[Xmca-l] Re: Foucault

mike cole mcole@ucsd.edu
Thu Sep 18 08:25:50 PDT 2014


My apologies if my "chaining" off your comment about cocktail parties
distracted from the main point of the ongoing discussion, Phillip.

Could you say more about what an historical ontology of oneself means? I
can understand the truth of the idea that In any interaction with others,
whether at a cocktail party or in an academic discussion group, one is
creating one's own history and that an autobiography is a self history from
ego's point of view. If one theorizes, then theorizing is a mode of
activity/experience that becomes the material of autobiography.

I am still back on David's earlier claim that cultural historical
approaches to understanding human development do not view data as ways of
testing/evaluating/improving theory. I may have gotten confused by thinking
that the discussion on Foucault, Merleau-P, et. Were part of that
discussion. A lot swirling around at once.

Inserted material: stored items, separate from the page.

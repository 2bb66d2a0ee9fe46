use crate::config::{DataShape, FileFormat, ScrapeOptions};
use crate::dedupe::{dedupe_by_id, username_projection};
use crate::error::{ScrapeError, ScrapeResult};
use crate::media::MediaRef;
use crate::output::{write_output, OutputOptions, Payload};
use crate::pager::{Collected, CommentPager, StopReason};
use crate::progress::{make_observer, ProgressObserver};
use crate::query::QueryExecutor;
use crate::record::CommentRecord;
use crate::util::init_tracing_once;
use std::path::{Path, PathBuf};

/// Builder over `ScrapeOptions`: fetch → filter/dedupe → write.
#[derive(Clone, Debug, Default)]
pub struct InstaComments {
    pub(crate) opts: ScrapeOptions,
}

/// Data after the dedupe/projection stage, ready for the writer.
#[derive(Clone, Debug, PartialEq, Eq)]
pub enum Prepared {
    Records(Vec<CommentRecord>),
    Usernames(Vec<String>),
}

impl Prepared {
    /// Detailed: dedupe by id when enabled. Usernames: unique or raw projection,
    /// always sorted case-insensitively.
    pub fn from_records(records: Vec<CommentRecord>, shape: DataShape, dedupe: bool) -> Self {
        match shape {
            DataShape::Detailed if dedupe => Prepared::Records(dedupe_by_id(records)),
            DataShape::Detailed => Prepared::Records(records),
            DataShape::Usernames => Prepared::Usernames(username_projection(&records, dedupe)),
        }
    }

    pub fn payload(&self) -> Payload<'_> {
        match self {
            Prepared::Records(r) => Payload::Records(r),
            Prepared::Usernames(u) => Payload::Usernames(u),
        }
    }

    pub fn len(&self) -> usize {
        self.payload().len()
    }

    pub fn is_empty(&self) -> bool {
        self.len() == 0
    }
}

/// Outcome of a full run.
#[derive(Clone, Debug)]
pub struct RunSummary {
    pub path: PathBuf,
    pub written: usize,
    pub fetched: usize,
    pub pages: usize,
    pub stop: StopReason,
}

impl InstaComments {
    pub fn new() -> Self {
        Self { opts: ScrapeOptions::default() }
    }

    pub fn from_options(opts: ScrapeOptions) -> Self {
        Self { opts }
    }

    // -------- Builder methods --------
    pub fn shortcode(mut self, s: impl AsRef<str>) -> Self { self.opts = self.opts.with_shortcode(s); self }
    pub fn media(self, media: &MediaRef) -> Self { self.shortcode(&media.shortcode) }
    pub fn page_size(mut self, n: u32) -> Self { self.opts = self.opts.with_page_size(n); self }
    pub fn max_comments(mut self, max: Option<usize>) -> Self { self.opts = self.opts.with_max_comments(max); self }
    pub fn min_likes(mut self, n: u64) -> Self { self.opts = self.opts.with_min_likes(n); self }
    pub fn include_replies(mut self, yes: bool) -> Self { self.opts = self.opts.with_include_replies(yes); self }
    pub fn dedupe(mut self, yes: bool) -> Self { self.opts = self.opts.with_dedupe(yes); self }
    pub fn progress(mut self, yes: bool) -> Self { self.opts = self.opts.with_progress(yes); self }
    pub fn progress_label(mut self, label: impl Into<String>) -> Self { self.opts = self.opts.with_progress_label(label); self }
    pub fn timestamps_human_readable(mut self, yes: bool) -> Self { self.opts = self.opts.with_human_timestamps(yes); self }

    pub fn options(&self) -> &ScrapeOptions {
        &self.opts
    }

    fn ensure_shortcode(&self) -> ScrapeResult<()> {
        if self.opts.shortcode.is_empty() {
            return Err(ScrapeError::InvalidConfig("shortcode is required".into()));
        }
        Ok(())
    }

    // -------- Operations --------

    /// Page through all parent comments, with a spinner when `progress` is on.
    pub fn fetch<E: QueryExecutor>(&self, executor: E) -> ScrapeResult<Collected> {
        self.ensure_shortcode()?;
        init_tracing_once();
        let observer = make_observer(self.opts.progress, self.opts.progress_label.as_deref());
        CommentPager::new(executor, &self.opts).boxed_observer(observer).collect()
    }

    /// Like `fetch`, reporting to a caller-supplied observer.
    pub fn fetch_with_observer<E: QueryExecutor>(&self, executor: E, observer: impl ProgressObserver) -> ScrapeResult<Collected> {
        self.ensure_shortcode()?;
        init_tracing_once();
        CommentPager::new(executor, &self.opts).observer(observer).collect()
    }

    /// Dedupe/projection stage for the chosen shape.
    pub fn prepare(&self, records: Vec<CommentRecord>, shape: DataShape) -> Prepared {
        Prepared::from_records(records, shape, self.opts.dedupe)
    }

    /// Write prepared data to `out_path`.
    pub fn write(&self, prepared: &Prepared, out_path: &Path, format: FileFormat) -> ScrapeResult<usize> {
        let opts = OutputOptions { human_timestamps: self.opts.human_timestamps };
        write_output(out_path, format, prepared.payload(), opts)
    }

    /// Fetch, prepare, write.
    pub fn run<E: QueryExecutor>(&self, executor: E, shape: DataShape, format: FileFormat, out_path: &Path) -> ScrapeResult<RunSummary> {
        let collected = self.fetch(executor)?;
        self.finish(collected, shape, format, out_path)
    }

    fn finish(&self, collected: Collected, shape: DataShape, format: FileFormat, out_path: &Path) -> ScrapeResult<RunSummary> {
        let Collected { records, pages, stop } = collected;
        let fetched = records.len();
        if !stop.is_complete() {
            tracing::warn!(%stop, fetched, "writing partial results");
        }
        let prepared = self.prepare(records, shape);
        let written = self.write(&prepared, out_path, format)?;
        tracing::info!(path = %out_path.display(), written, fetched, "saved");
        Ok(RunSummary { path: out_path.to_path_buf(), written, fetched, pages, stop })
    }

    /// `run` with a caller-supplied observer.
    pub fn run_with_observer<E: QueryExecutor>(
        &self,
        executor: E,
        observer: impl ProgressObserver,
        shape: DataShape,
        format: FileFormat,
        out_path: &Path,
    ) -> ScrapeResult<RunSummary> {
        let collected = self.fetch_with_observer(executor, observer)?;
        self.finish(collected, shape, format, out_path)
    }
}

A pathway out of the thicket would be gratefully received.
Mike

On Tuesday, September 16, 2014, White, Phillip <Phillip.White@ucdenver.edu>
wrote:

>
> as you write, Martin, yes, they had similar descriptions of their work
>
> "Foucault came to describe his work overall as a "historical ontology of
> ourselves." Certainly both Sartre and Merleau-Ponty were philosophers on
> ontology, and of history."
>
> the difference is, i believe, that Foucault identified with those peoples
> who have been marginalized: prisoners, those deemed mentally ill, and
> homosexuals.  he said that his writings were autobiography.  and i've come
> to understand my own work as a way of autobiography.  i've begun to think
> of theory as a way of autobiography.
>
> i believe that i recognize a great deal of autobiography performed here on
> xmca - just as one sees autobiography performed at a cocktail party.
> (that's a great metaphor!)
>
> p
>
>

-- 

Development and Evolution are both ... "processes of construction and re-
construction in which heterogeneous resources are contingently but more or
less reliably reassembled for each life cycle." [Oyama, Griffiths, and
Gray, 2001]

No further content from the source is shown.